This paper is at the intersection of learning with Lipschitz constant constraints (Oberman and Calder, 2018; Finlay et al., 2018a; Couellan, 2021; Pauli et al., 2021; Bungert et al., 2021; Miyato et al., 2018; Zhao and Liu, 2020; Krishnan et al., 2020; Shi et al., 2019; Lindemann et al., 2021; Arghal et al., 2021) and manifold regularization (Belkin et al., 2005; Niyogi, 2013; Li et al., 2022; Hein et al., 2005; Belkin and Niyogi, 2005) . Relative to the literature on learning with Lipschitz constraints we offer the ability to leverage data manifolds. Since data manifolds are often characterized with unlabeled data (Kejani et al., 2020; Belkin and Niyogi, 2004; Jiang et al., 2019; Kipf and Welling, 2016; Yang et al., 2016; Zhu, 2005; Lecouat et al., 2018; Ouali et al., 2020; Cabannes et al., 2021) , similar to these works, we utilize the point cloud Laplacian technique to compute the integral of the norm of the gradient.
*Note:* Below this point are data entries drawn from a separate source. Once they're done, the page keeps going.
// ─── validate_transition Error Quality ──────────────────────────────────────

mod error_quality {
    use pmcp_tasks::{TaskError, TaskStatus};

    #[test]
    fn error_contains_correct_task_id() {
        let err = TaskStatus::Completed
            .validate_transition("task-abc-123", &TaskStatus::Working)
            .unwrap_err();

        let msg = err.to_string();
        assert!(
            msg.contains("task-abc-123"),
            "error should contain task_id, got: {msg}"
        );
    }

    #[test]
    fn error_contains_from_and_to_status() {
        let err = TaskStatus::Working
            .validate_transition("t1", &TaskStatus::Working)
            .unwrap_err();

        let msg = err.to_string();
        assert!(
            msg.contains("working"),
            "error should contain from status, got: {msg}"
        );
    }

    #[test]
    fn error_display_is_readable() {
        let err = TaskStatus::Completed
            .validate_transition("my-task", &TaskStatus::Working)
            .unwrap_err();

        let msg = err.to_string();
        // Should contain: "invalid transition from completed to working for task my-task"
        assert!(msg.contains("invalid transition"), "got: {msg}");
        assert!(msg.contains("completed"), "got: {msg}");
        assert!(msg.contains("working"), "got: {msg}");
        assert!(msg.contains("my-task"), "got: {msg}");
    }

    #[test]
    fn terminal_state_error_has_suggested_action() {
        let err = TaskStatus::Completed
            .validate_transition("t1", &TaskStatus::Working)
            .unwrap_err();

        // The error should be TaskError::InvalidTransition with suggested_action
        match err {
            TaskError::InvalidTransition {
                task_id,
                from,
                to,
                suggested_action,
            } => {
                assert_eq!(task_id, "t1");
                assert_eq!(from, TaskStatus::Completed);
                assert_eq!(to, TaskStatus::Working);
                assert!(
                    suggested_action.is_some(),
                    "terminal state transition should have suggested_action"
                );
                let action = suggested_action.unwrap();
                assert!(
                    action.contains("terminal"),
                    "suggested_action should mention terminal, got: {action}"
                );
            },
            other => panic!("expected InvalidTransition, got: {other:?}"),
        }
    }

    #[test]
    fn self_transition_error_has_suggested_action() {
        let err = TaskStatus::Working
            .validate_transition("t2", &TaskStatus::Working)
            .unwrap_err();

        match err {
            TaskError::InvalidTransition {
                task_id,
                from,
                to,
                suggested_action,
            } => {
                assert_eq!(task_id, "t2");
                assert_eq!(from, TaskStatus::Working);
                assert_eq!(to, TaskStatus::Working);
                assert!(
                    suggested_action.is_some(),
                    "self-transition should have suggested_action"
                );
                let action = suggested_action.unwrap();
                assert!(
                    action.contains("already"),
                    "suggested_action should mention 'already', got: {action}"
                );
            },
            other => panic!("expected InvalidTransition, got: {other:?}"),
        }
    }
}
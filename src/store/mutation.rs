//! Store for a [`crate::operation::Mutation`]: every call to [`run`] starts
//! a fresh, undeduplicated attempt and appends it to a bounded
//! [`MutationState`] history rather than overwriting a single value.

use crate::clock::{Clock, SystemClock};
use crate::context::Context;
use crate::continuation::Continuation;
use crate::error::EngineError;
use crate::keys::{IsLastRetryAttemptKey, RetryIndexKey};
use crate::modifiers::StoreOptions;
use crate::operation::Mutation;
use crate::path::Path;
use crate::state::{Attempt, MutationState};
use crate::subscription::Subscription;
use crate::task::{RunOutcome, Task, TaskId};
use crate::warning::{default_reporter, WarningReporter};
use parking_lot::Mutex;
use std::sync::atomic::{AtomicUsize, Ordering};
use std::sync::Arc;
use tokio::sync::watch;
use tokio_util::sync::CancellationToken;

struct Inner<M: Mutation> {
    state: MutationState<M::Arguments, M::Value, M::Failure>,
}

pub struct MutationStore<M: Mutation> {
    operation: M,
    options: StoreOptions,
    clock: Arc<dyn Clock>,
    warning_reporter: Arc<dyn WarningReporter>,
    inner: Mutex<Inner<M>>,
    version_tx: watch::Sender<u64>,
    version_rx: watch::Receiver<u64>,
    subscriber_count: AtomicUsize,
}

impl<M: Mutation> MutationStore<M> {
    pub fn new(operation: M, options: StoreOptions) -> Arc<Self> {
        Self::with_clock(operation, options, Arc::new(SystemClock))
    }

    pub fn with_clock(operation: M, options: StoreOptions, clock: Arc<dyn Clock>) -> Arc<Self> {
        let (version_tx, version_rx) = watch::channel(0);
        let history_limit = options.mutation_history_limit;
        Arc::new(Self {
            operation,
            options,
            clock,
            warning_reporter: default_reporter(),
            inner: Mutex::new(Inner {
                state: MutationState::new(history_limit),
            }),
            version_tx,
            version_rx,
            subscriber_count: AtomicUsize::new(0),
        })
    }

    pub fn path(&self) -> Path {
        self.operation.path()
    }

    pub fn history(&self) -> Vec<Attempt<M::Arguments, M::Value, M::Failure>> {
        self.inner.lock().state.history().cloned().collect()
    }

    pub fn current_value(&self) -> Option<M::Value>
    where
        M::Value: Clone,
    {
        self.inner.lock().state.current_value().cloned()
    }

    pub fn subscriber_count(&self) -> usize {
        self.subscriber_count.load(Ordering::SeqCst)
    }

    fn notify_changed(&self) {
        self.version_tx.send_modify(|v| *v = v.wrapping_add(1));
    }

    pub fn subscribe(self: &Arc<Self>, on_change: impl Fn() + Send + Sync + 'static) -> Subscription {
        let mut rx = self.version_rx.clone();
        self.subscriber_count.fetch_add(1, Ordering::SeqCst);
        let handle = tokio::spawn(async move {
            loop {
                if rx.changed().await.is_err() {
                    break;
                }
                on_change();
            }
        });
        let store = self.clone();
        Subscription::new(move || {
            handle.abort();
            store.subscriber_count.fetch_sub(1, Ordering::SeqCst);
        })
    }

    pub fn reset_state(&self) {
        self.inner.lock().state.reset();
        self.notify_changed();
    }

    /// Starts a new attempt. Unlike queries, mutations are never
    /// deduplicated — each call is a distinct, independently-tracked
    /// attempt, even if a structurally identical call is already running.
    pub async fn run(self: &Arc<Self>, arguments: M::Arguments, context: Context) -> Result<M::Value, M::Failure> {
        let now = self.clock.now();
        let store = self.clone();
        let args_for_work = arguments.clone();
        let task = Arc::new(Task::new(context, move |id, cx, cancel_token| {
            let store = store.clone();
            let arguments = args_for_work.clone();
            async move { store.execute_with_retry(id, arguments, cx, cancel_token).await }
        }));

        {
            let mut inner = self.inner.lock();
            inner.state.push_attempt(Attempt::new(arguments, task.id(), now));
            inner.state.active_tasks.insert(task.id());
        }
        self.notify_changed();

        let outcome = task.run_if_needed().await;

        let recorded = {
            let mut inner = self.inner.lock();
            inner.state.active_tasks.remove(&task.id());
            match &outcome {
                RunOutcome::Cancelled => true,
                RunOutcome::Success(value) => {
                    inner
                        .state
                        .record_result(task.id(), Ok(value.clone()), self.clock.now())
                }
                RunOutcome::Failure(error) => {
                    inner
                        .state
                        .record_result(task.id(), Err(error.clone()), self.clock.now())
                }
            }
        };
        if !recorded {
            self.warning_reporter.report(&EngineError::MutationRunWithoutHistory);
        }
        self.notify_changed();

        match outcome {
            RunOutcome::Success(value) => Ok(value),
            RunOutcome::Failure(error) => Err(error),
            RunOutcome::Cancelled => {
                // A cancelled mutation has no `Result` to return; callers
                // that need to distinguish this from a real failure should
                // hold onto the task id via `history()` instead.
                unreachable!("mutation run was awaited directly and cannot observe external cancellation")
            }
        }
    }

    async fn execute_with_retry(
        self: Arc<Self>,
        _task_id: TaskId,
        arguments: M::Arguments,
        context: Context,
        cancel_token: CancellationToken,
    ) -> RunOutcome<M::Value, M::Failure> {
        let mut retry_index = 0u32;
        loop {
            if cancel_token.is_cancelled() {
                return RunOutcome::Cancelled;
            }
            let mut attempt_context = context.clone();
            attempt_context.set::<RetryIndexKey>(retry_index);
            attempt_context.set::<IsLastRetryAttemptKey>(self.options.retry.is_last_attempt(retry_index));

            let (continuation, mut receiver) = Continuation::new();
            let drain_handle = tokio::spawn(async move {
                while let Some(envelope) = receiver.recv().await {
                    let _ = envelope.ack.send(());
                }
            });

            let result = self.operation.run(arguments.clone(), attempt_context, &continuation).await;
            drop(continuation);
            let _ = drain_handle.await;

            match result {
                Ok(value) => return RunOutcome::Success(value),
                Err(error) => {
                    if self.options.retry.should_retry(retry_index) {
                        let delay = self.options.backoff.delay_for(retry_index);
                        self.options.delayer.sleep(delay).await;
                        retry_index += 1;
                        continue;
                    }
                    return RunOutcome::Failure(error);
                }
            }
        }
    }
}
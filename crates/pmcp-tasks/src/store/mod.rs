//! Task store trait, generic implementation, and supporting types.
//!
//! # Architecture
//!
//! The task storage system has three layers:
//!
//! 1. **[`TaskStore`]** -- A type-erasure interface for use with
//!    `Arc<dyn TaskStore>` in [`TaskContext`](crate::context::TaskContext)
//!    and [`TaskRouterImpl`](crate::router::TaskRouterImpl).
//!
//! 2. **[`GenericTaskStore<B>`](generic::GenericTaskStore)** -- All domain
//!    logic (state machine, owner isolation, variable merge, TTL, CAS-based
//!    mutations, canonical serialization). Has a blanket `TaskStore` impl.
//!
//! 3. **[`StorageBackend`]** -- Dumb KV trait that backends implement
//!    (in-memory, DynamoDB, Redis). No domain logic.
//!
//! To create a store: `GenericTaskStore::new(backend)` and wrap in
//! `Arc<dyn TaskStore>` for use with `TaskContext` and `TaskRouterImpl`.
//!
//! # Backends
//!
//! - [`InMemoryBackend`](crate::store::memory::InMemoryBackend) -- Thread-safe
//!   in-memory backend using `DashMap`. Used by
//!   [`InMemoryTaskStore`](crate::store::memory::InMemoryTaskStore).
//! - [`DynamoDbBackend`](crate::store::dynamodb::DynamoDbBackend) -- DynamoDB
//!   backend for production AWS/Lambda deployments. Available behind the
//!   `dynamodb` feature flag.
//! - [`RedisBackend`](crate::store::redis::RedisBackend) -- Redis backend for
//!   long-running server deployments. Available behind the `redis` feature flag.
//!
//! # Supporting Types
//!
//! - [`StoreConfig`] - Configurable limits for variable size and TTL.
//! - [`ListTasksOptions`] - Parameters for cursor-based task listing.
//! - [`TaskPage`] - A page of task results with optional next cursor.

pub mod backend;
#[cfg(feature = "dynamodb")]
pub mod dynamodb;
pub mod generic;
pub mod memory;
#[cfg(feature = "redis")]
pub mod redis;

use std::collections::HashMap;

use async_trait::async_trait;
use serde_json::Value;

pub use backend::{StorageBackend, StorageError, VersionedRecord};

use crate::domain::TaskRecord;
use crate::error::TaskError;
use crate::types::task::TaskStatus;

/// Configuration for variable size limits, TTL enforcement, and variable
/// validation.
///
/// Applied at the trait level across all backends. Store implementations
/// should respect these limits when processing variable and TTL operations.
///
/// # Defaults
///
/// | Setting                   | Default      | Description                          |
/// |---------------------------|--------------|--------------------------------------|
/// | `max_variable_size_bytes` | 1,048,576    | 1 MB per variable payload            |
/// | `default_ttl_ms`          | 3,600,000    | 1 hour                               |
/// | `max_ttl_ms`              | 86,400,000   | 24 hours                             |
/// | `max_variable_depth`      | 10           | Max JSON nesting depth for variables |
/// | `max_string_length`       | 65,536       | Max bytes per string value (64 KB)   |
///
/// # Examples
///
/// ```
/// use pmcp_tasks::store::StoreConfig;
///
/// let config = StoreConfig::default();
/// assert_eq!(config.max_variable_size_bytes, 1_048_576);
/// assert_eq!(config.default_ttl_ms, Some(3_600_000));
/// assert_eq!(config.max_ttl_ms, Some(86_400_000));
/// assert_eq!(config.max_variable_depth, 10);
/// assert_eq!(config.max_string_length, 65_536);
///
/// let custom = StoreConfig {
///     max_variable_size_bytes: 512_000,
///     default_ttl_ms: Some(1_800_000), // 30 minutes
///     max_ttl_ms: Some(7_200_000),     // 2 hours
///     max_variable_depth: 5,
///     max_string_length: 32_768,
/// };
/// assert_eq!(custom.max_variable_size_bytes, 512_000);
/// assert_eq!(custom.max_variable_depth, 5);
/// ```
#[derive(Debug, Clone)]
pub struct StoreConfig {
    /// Maximum size in bytes for a single variable payload.
    ///
    /// When a `set_variables` call would cause the serialized size of
    /// the variable map to exceed this limit, the store should return
    /// [`TaskError::VariableSizeExceeded`].
    pub max_variable_size_bytes: usize,

    /// Default TTL in milliseconds applied when a task is created without
    /// an explicit TTL. `None` means tasks do not expire by default.
    pub default_ttl_ms: Option<u64>,

    /// Maximum allowed TTL in milliseconds. The store should clamp or
    /// reject TTL values that exceed this limit. `None` means no upper
    /// bound on TTL.
    pub max_ttl_ms: Option<u64>,

    /// Maximum nesting depth for variable JSON values.
    ///
    /// Prevents depth bombs (deeply nested objects/arrays that can cause
    /// stack overflow during processing). Default: 10.
    pub max_variable_depth: usize,

    /// Maximum length in bytes for any single string value within variables.
    ///
    /// Prevents extremely long strings that could consume excessive memory
    /// or storage. Default: 65,536 (64 KB).
    pub max_string_length: usize,
}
Relative to the literature on manifold regularization we offer global smoothness assurances instead of an average penalty of large manifold gradients. In (Krishnan et al., 2020) , the space is discretized maintaining convexity, and at the expense of deriving a sensitive solution, their approach leads to a large optimization problem. Similar to us, (Krishnan et al., 2020) poses the problem of minimizing a Lipschtiz constant, however, they utilize a softer surrogate (i.e. p-norm loss) which is a smoother version of the Lipschitz constant. Their approach therefore, tradeoffs numerical stability (small p) with accurate Lipschitz constant estimation (p = ∞). We do not work with surrogates, and we seek to minimize the maximum norm of the gradient, utilizing an epigraph technique.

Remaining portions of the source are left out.